**What you need to do**
All entries given below are to be returned word for word.
*** Data for processing ***
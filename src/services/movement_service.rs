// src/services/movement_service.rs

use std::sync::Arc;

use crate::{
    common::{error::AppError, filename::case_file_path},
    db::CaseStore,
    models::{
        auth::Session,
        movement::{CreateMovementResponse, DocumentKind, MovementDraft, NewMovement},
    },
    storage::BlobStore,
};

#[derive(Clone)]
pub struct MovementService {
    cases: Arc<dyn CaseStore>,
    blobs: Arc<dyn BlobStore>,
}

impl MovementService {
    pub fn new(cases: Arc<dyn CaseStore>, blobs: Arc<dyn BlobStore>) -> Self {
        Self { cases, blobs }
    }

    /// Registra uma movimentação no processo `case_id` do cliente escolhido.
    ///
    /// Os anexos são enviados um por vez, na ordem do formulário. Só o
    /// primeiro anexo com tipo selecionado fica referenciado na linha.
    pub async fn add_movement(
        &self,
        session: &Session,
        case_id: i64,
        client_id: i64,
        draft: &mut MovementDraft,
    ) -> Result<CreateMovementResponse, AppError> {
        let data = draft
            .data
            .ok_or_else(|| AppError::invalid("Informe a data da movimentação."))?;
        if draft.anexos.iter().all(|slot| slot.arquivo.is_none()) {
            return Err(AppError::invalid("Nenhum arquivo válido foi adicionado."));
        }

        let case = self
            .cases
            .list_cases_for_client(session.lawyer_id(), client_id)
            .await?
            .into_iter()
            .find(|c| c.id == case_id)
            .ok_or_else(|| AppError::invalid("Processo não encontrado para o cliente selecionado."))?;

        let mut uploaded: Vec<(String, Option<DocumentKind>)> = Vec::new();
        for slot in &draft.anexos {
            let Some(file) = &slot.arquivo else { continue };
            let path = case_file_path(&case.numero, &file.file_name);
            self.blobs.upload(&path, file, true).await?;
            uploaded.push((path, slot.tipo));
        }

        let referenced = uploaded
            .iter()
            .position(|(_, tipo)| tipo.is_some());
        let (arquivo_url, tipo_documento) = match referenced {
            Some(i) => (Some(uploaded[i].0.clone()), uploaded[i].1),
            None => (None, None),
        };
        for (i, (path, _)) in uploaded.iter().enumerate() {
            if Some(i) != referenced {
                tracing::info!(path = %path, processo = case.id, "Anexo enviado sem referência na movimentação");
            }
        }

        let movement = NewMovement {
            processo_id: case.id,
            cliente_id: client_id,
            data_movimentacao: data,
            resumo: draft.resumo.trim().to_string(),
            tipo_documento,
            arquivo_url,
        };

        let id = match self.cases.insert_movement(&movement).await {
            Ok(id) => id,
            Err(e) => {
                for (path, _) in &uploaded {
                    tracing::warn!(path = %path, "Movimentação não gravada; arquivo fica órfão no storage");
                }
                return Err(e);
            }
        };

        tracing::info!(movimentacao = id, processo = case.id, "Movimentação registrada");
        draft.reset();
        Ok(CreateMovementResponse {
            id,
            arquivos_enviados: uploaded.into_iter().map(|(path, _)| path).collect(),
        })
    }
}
*** End of Data for processing ***
**Answer box**
filename src/services/movement_service.rs
// src/services/movement_service.rs

use std::sync::Arc;

use crate::{
    common::{error::AppError, filename::case_file_path},
    db::CaseStore,
    models::{
        auth::Session,
        movement::{CreateMovementResponse, DocumentKind, MovementDraft, NewMovement},
    },
    storage::BlobStore,
};

#[derive(Clone)]
pub struct MovementService {
    cases: Arc<dyn CaseStore>,
    blobs: Arc<dyn BlobStore>,
}

impl MovementService {
    pub fn new(cases: Arc<dyn CaseStore>, blobs: Arc<dyn BlobStore>) -> Self {
        Self { cases, blobs }
    }

    /// Registra uma movimentação no processo `case_id` do cliente escolhido.
    ///
    /// Os anexos são enviados um por vez, na ordem do formulário. Só o
    /// primeiro anexo com tipo selecionado fica referenciado na linha.
    pub async fn add_movement(
        &self,
        session: &Session,
        case_id: i64,
        client_id: i64,
        draft: &mut MovementDraft,
    ) -> Result<CreateMovementResponse, AppError> {
        let data = draft
            .data
            .ok_or_else(|| AppError::invalid("Informe a data da movimentação."))?;
        if draft.anexos.iter().all(|slot| slot.arquivo.is_none()) {
            return Err(AppError::invalid("Nenhum arquivo válido foi adicionado."));
        }

        let case = self
            .cases
            .list_cases_for_client(session.lawyer_id(), client_id)
            .await?
            .into_iter()
            .find(|c| c.id == case_id)
            .ok_or_else(|| AppError::invalid("Processo não encontrado para o cliente selecionado."))?;

        let mut uploaded: Vec<(String, Option<DocumentKind>)> = Vec::new();
        for slot in &draft.anexos {
            let Some(file) = &slot.arquivo else { continue };
            let path = case_file_path(&case.numero, &file.file_name);
            self.blobs.upload(&path, file, true).await?;
            uploaded.push((path, slot.tipo));
        }

        let referenced = uploaded
            .iter()
            .position(|(_, tipo)| tipo.is_some());
        let (arquivo_url, tipo_documento) = match referenced {
            Some(i) => (Some(uploaded[i].0.clone()), uploaded[i].1),
            None => (None, None),
        };
        for (i, (path, _)) in uploaded.iter().enumerate() {
            if Some(i) != referenced {
                tracing::info!(path = %path, processo = case.id, "Anexo enviado sem referência na movimentação");
            }
        }

        let movement = NewMovement {
            processo_id: case.id,
            cliente_id: client_id,
            data_movimentacao: data,
            resumo: draft.resumo.trim().to_string(),
            tipo_documento,
            arquivo_url,
        };

        let id = match self.cases.insert_movement(&movement).await {
            Ok(id) => id,
            Err(e) => {
                for (path, _) in &uploaded {
                    tracing::warn!(path = %path, "Movimentação não gravada; arquivo fica órfão no storage");
                }
                return Err(e);
            }
        };

        tracing::info!(movimentacao = id, processo = case.id, "Movimentação registrada");
        draft.reset();
        Ok(CreateMovementResponse {
            id,
            arquivos_enviados: uploaded.into_iter().map(|(path, _)| path).collect(),
        })
    }
}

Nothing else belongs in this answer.